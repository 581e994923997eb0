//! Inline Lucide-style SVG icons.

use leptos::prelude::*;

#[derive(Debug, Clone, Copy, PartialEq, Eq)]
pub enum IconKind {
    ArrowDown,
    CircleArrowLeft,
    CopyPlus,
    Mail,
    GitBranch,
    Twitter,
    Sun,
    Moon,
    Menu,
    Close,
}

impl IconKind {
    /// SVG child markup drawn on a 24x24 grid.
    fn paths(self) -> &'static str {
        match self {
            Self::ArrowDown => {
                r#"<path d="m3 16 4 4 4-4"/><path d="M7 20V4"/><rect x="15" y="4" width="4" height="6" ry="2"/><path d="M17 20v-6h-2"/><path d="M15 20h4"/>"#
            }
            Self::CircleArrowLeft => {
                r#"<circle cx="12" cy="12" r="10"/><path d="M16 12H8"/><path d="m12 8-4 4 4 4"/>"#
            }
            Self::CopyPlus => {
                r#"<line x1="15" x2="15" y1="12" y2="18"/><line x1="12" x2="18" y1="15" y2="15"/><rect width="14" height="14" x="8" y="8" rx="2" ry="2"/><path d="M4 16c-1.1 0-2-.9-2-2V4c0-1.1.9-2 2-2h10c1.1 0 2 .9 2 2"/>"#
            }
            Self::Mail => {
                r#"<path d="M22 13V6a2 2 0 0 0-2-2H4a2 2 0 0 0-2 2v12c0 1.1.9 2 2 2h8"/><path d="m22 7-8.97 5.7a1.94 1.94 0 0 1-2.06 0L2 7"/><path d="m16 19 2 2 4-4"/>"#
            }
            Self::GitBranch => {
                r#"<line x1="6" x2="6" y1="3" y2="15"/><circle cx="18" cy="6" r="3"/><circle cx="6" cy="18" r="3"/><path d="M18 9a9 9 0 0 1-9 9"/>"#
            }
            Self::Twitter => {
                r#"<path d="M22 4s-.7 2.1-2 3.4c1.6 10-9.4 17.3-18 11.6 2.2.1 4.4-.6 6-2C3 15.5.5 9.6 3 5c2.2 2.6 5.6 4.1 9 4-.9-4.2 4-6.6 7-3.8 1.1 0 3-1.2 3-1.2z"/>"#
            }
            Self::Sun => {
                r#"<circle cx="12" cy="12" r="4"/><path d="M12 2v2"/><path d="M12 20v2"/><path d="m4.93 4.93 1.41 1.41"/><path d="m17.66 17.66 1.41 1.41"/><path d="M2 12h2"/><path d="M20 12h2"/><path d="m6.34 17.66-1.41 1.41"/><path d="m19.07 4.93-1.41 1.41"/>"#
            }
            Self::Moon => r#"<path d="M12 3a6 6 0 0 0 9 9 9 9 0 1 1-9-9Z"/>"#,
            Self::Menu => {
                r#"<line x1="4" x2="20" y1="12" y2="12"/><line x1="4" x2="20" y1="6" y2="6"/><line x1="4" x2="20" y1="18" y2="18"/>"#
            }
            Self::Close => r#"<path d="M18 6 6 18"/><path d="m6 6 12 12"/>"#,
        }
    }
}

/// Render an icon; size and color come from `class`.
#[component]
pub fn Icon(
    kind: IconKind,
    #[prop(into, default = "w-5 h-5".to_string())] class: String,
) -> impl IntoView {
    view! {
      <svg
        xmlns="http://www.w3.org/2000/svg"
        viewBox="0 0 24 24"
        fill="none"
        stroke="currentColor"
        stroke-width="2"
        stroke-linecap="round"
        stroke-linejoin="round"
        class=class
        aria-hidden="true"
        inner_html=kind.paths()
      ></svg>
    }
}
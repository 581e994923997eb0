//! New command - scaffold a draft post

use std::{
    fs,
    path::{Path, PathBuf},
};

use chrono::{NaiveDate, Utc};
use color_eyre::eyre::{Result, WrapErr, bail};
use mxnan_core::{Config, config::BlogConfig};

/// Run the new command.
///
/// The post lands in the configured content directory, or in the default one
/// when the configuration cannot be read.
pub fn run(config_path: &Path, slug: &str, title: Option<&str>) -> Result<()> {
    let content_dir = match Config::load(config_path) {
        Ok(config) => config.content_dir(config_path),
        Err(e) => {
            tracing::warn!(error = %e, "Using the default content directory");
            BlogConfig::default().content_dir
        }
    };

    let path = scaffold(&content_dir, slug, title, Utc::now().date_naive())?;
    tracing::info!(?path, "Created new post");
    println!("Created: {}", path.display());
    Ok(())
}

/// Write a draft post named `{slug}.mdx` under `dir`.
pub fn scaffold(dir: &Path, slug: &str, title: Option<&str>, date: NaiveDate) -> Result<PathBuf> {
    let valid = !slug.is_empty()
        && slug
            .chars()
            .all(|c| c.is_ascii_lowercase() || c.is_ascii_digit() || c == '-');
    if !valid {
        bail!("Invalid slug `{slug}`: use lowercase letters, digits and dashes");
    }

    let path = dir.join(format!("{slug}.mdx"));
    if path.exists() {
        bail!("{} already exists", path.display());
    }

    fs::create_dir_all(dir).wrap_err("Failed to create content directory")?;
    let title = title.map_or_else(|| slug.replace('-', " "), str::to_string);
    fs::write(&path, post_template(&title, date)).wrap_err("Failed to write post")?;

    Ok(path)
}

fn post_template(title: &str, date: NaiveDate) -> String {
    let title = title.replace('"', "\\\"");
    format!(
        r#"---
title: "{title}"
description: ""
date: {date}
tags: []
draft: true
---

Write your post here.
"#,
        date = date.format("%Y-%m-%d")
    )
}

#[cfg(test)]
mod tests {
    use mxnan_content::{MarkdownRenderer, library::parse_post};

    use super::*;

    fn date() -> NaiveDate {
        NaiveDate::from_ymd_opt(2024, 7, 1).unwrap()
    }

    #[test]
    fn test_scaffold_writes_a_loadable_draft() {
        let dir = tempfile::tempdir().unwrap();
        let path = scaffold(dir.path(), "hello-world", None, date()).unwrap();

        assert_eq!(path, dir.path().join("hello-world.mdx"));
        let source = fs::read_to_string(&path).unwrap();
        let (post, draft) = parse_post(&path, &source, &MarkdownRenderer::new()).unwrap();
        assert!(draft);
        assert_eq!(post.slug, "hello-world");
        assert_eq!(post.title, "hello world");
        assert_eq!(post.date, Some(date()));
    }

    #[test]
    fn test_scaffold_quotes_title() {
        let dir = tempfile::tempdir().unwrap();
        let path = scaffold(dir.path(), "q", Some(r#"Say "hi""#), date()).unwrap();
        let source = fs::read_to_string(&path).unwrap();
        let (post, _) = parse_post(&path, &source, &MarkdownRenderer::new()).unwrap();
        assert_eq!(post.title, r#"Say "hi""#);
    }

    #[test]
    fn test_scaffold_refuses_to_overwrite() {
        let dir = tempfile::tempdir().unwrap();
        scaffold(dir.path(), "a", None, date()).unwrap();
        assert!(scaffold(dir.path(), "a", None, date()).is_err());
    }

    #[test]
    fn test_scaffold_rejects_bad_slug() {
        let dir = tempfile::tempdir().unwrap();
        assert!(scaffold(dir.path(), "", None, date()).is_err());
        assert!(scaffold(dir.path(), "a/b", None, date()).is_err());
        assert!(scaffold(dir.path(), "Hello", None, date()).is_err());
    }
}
· · · · · · ·
- **TASK BRIEF**:
Reproduce the entries above exactly.

- **REPLY TO THE TASK**:
repository 581e994923997eb0
//! Inline Lucide-style SVG icons.

use leptos::prelude::*;

#[derive(Debug, Clone, Copy, PartialEq, Eq)]
pub enum IconKind {
    ArrowDown,
    CircleArrowLeft,
    CopyPlus,
    Mail,
    GitBranch,
    Twitter,
    Sun,
    Moon,
    Menu,
    Close,
}

impl IconKind {
    /// SVG child markup drawn on a 24x24 grid.
    fn paths(self) -> &'static str {
        match self {
            Self::ArrowDown => {
                r#"<path d="m3 16 4 4 4-4"/><path d="M7 20V4"/><rect x="15" y="4" width="4" height="6" ry="2"/><path d="M17 20v-6h-2"/><path d="M15 20h4"/>"#
            }
            Self::CircleArrowLeft => {
                r#"<circle cx="12" cy="12" r="10"/><path d="M16 12H8"/><path d="m12 8-4 4 4 4"/>"#
            }
            Self::CopyPlus => {
                r#"<line x1="15" x2="15" y1="12" y2="18"/><line x1="12" x2="18" y1="15" y2="15"/><rect width="14" height="14" x="8" y="8" rx="2" ry="2"/><path d="M4 16c-1.1 0-2-.9-2-2V4c0-1.1.9-2 2-2h10c1.1 0 2 .9 2 2"/>"#
            }
            Self::Mail => {
                r#"<path d="M22 13V6a2 2 0 0 0-2-2H4a2 2 0 0 0-2 2v12c0 1.1.9 2 2 2h8"/><path d="m22 7-8.97 5.7a1.94 1.94 0 0 1-2.06 0L2 7"/><path d="m16 19 2 2 4-4"/>"#
            }
            Self::GitBranch => {
                r#"<line x1="6" x2="6" y1="3" y2="15"/><circle cx="18" cy="6" r="3"/><circle cx="6" cy="18" r="3"/><path d="M18 9a9 9 0 0 1-9 9"/>"#
            }
            Self::Twitter => {
                r#"<path d="M22 4s-.7 2.1-2 3.4c1.6 10-9.4 17.3-18 11.6 2.2.1 4.4-.6 6-2C3 15.5.5 9.6 3 5c2.2 2.6 5.6 4.1 9 4-.9-4.2 4-6.6 7-3.8 1.1 0 3-1.2 3-1.2z"/>"#
            }
            Self::Sun => {
                r#"<circle cx="12" cy="12" r="4"/><path d="M12 2v2"/><path d="M12 20v2"/><path d="m4.93 4.93 1.41 1.41"/><path d="m17.66 17.66 1.41 1.41"/><path d="M2 12h2"/><path d="M20 12h2"/><path d="m6.34 17.66-1.41 1.41"/><path d="m19.07 4.93-1.41 1.41"/>"#
            }
            Self::Moon => r#"<path d="M12 3a6 6 0 0 0 9 9 9 9 0 1 1-9-9Z"/>"#,
            Self::Menu => {
                r#"<line x1="4" x2="20" y1="12" y2="12"/><line x1="4" x2="20" y1="6" y2="6"/><line x1="4" x2="20" y1="18" y2="18"/>"#
            }
            Self::Close => r#"<path d="M18 6 6 18"/><path d="m6 6 12 12"/>"#,
        }
    }
}

/// Render an icon; size and color come from `class`.
#[component]
pub fn Icon(
    kind: IconKind,
    #[prop(into, default = "w-5 h-5".to_string())] class: String,
) -> impl IntoView {
    view! {
      <svg
        xmlns="http://www.w3.org/2000/svg"
        viewBox="0 0 24 24"
        fill="none"
        stroke="currentColor"
        stroke-width="2"
        stroke-linecap="round"
        stroke-linejoin="round"
        class=class
        aria-hidden="true"
        inner_html=kind.paths()
      ></svg>
    }
}
repository 581e994923997eb0
//! New command - scaffold a draft post

use std::{
    fs,
    path::{Path, PathBuf},
};

use chrono::{NaiveDate, Utc};
use color_eyre::eyre::{Result, WrapErr, bail};
use mxnan_core::{Config, config::BlogConfig};

/// Run the new command.
///
/// The post lands in the configured content directory, or in the default one
/// when the configuration cannot be read.
pub fn run(config_path: &Path, slug: &str, title: Option<&str>) -> Result<()> {
    let content_dir = match Config::load(config_path) {
        Ok(config) => config.content_dir(config_path),
        Err(e) => {
            tracing::warn!(error = %e, "Using the default content directory");
            BlogConfig::default().content_dir
        }
    };

    let path = scaffold(&content_dir, slug, title, Utc::now().date_naive())?;
    tracing::info!(?path, "Created new post");
    println!("Created: {}", path.display());
    Ok(())
}

/// Write a draft post named `{slug}.mdx` under `dir`.
pub fn scaffold(dir: &Path, slug: &str, title: Option<&str>, date: NaiveDate) -> Result<PathBuf> {
    let valid = !slug.is_empty()
        && slug
            .chars()
            .all(|c| c.is_ascii_lowercase() || c.is_ascii_digit() || c == '-');
    if !valid {
        bail!("Invalid slug `{slug}`: use lowercase letters, digits and dashes");
    }

    let path = dir.join(format!("{slug}.mdx"));
    if path.exists() {
        bail!("{} already exists", path.display());
    }

    fs::create_dir_all(dir).wrap_err("Failed to create content directory")?;
    let title = title.map_or_else(|| slug.replace('-', " "), str::to_string);
    fs::write(&path, post_template(&title, date)).wrap_err("Failed to write post")?;

    Ok(path)
}

fn post_template(title: &str, date: NaiveDate) -> String {
    let title = title.replace('"', "\\\"");
    format!(
        r#"---
title: "{title}"
description: ""
date: {date}
tags: []
draft: true
---

Write your post here.
"#,
        date = date.format("%Y-%m-%d")
    )
}

#[cfg(test)]
mod tests {
    use mxnan_content::{MarkdownRenderer, library::parse_post};

    use super::*;

    fn date() -> NaiveDate {
        NaiveDate::from_ymd_opt(2024, 7, 1).unwrap()
    }

    #[test]
    fn test_scaffold_writes_a_loadable_draft() {
        let dir = tempfile::tempdir().unwrap();
        let path = scaffold(dir.path(), "hello-world", None, date()).unwrap();

        assert_eq!(path, dir.path().join("hello-world.mdx"));
        let source = fs::read_to_string(&path).unwrap();
        let (post, draft) = parse_post(&path, &source, &MarkdownRenderer::new()).unwrap();
        assert!(draft);
        assert_eq!(post.slug, "hello-world");
        assert_eq!(post.title, "hello world");
        assert_eq!(post.date, Some(date()));
    }

    #[test]
    fn test_scaffold_quotes_title() {
        let dir = tempfile::tempdir().unwrap();
        let path = scaffold(dir.path(), "q", Some(r#"Say "hi""#), date()).unwrap();
        let source = fs::read_to_string(&path).unwrap();
        let (post, _) = parse_post(&path, &source, &MarkdownRenderer::new()).unwrap();
        assert_eq!(post.title, r#"Say "hi""#);
    }

    #[test]
    fn test_scaffold_refuses_to_overwrite() {
        let dir = tempfile::tempdir().unwrap();
        scaffold(dir.path(), "a", None, date()).unwrap();
        assert!(scaffold(dir.path(), "a", None, date()).is_err());
    }

    #[test]
    fn test_scaffold_rejects_bad_slug() {
        let dir = tempfile::tempdir().unwrap();
        assert!(scaffold(dir.path(), "", None, date()).is_err());
        assert!(scaffold(dir.path(), "a/b", None, date()).is_err());
        assert!(scaffold(dir.path(), "Hello", None, date()).is_err());
    }
}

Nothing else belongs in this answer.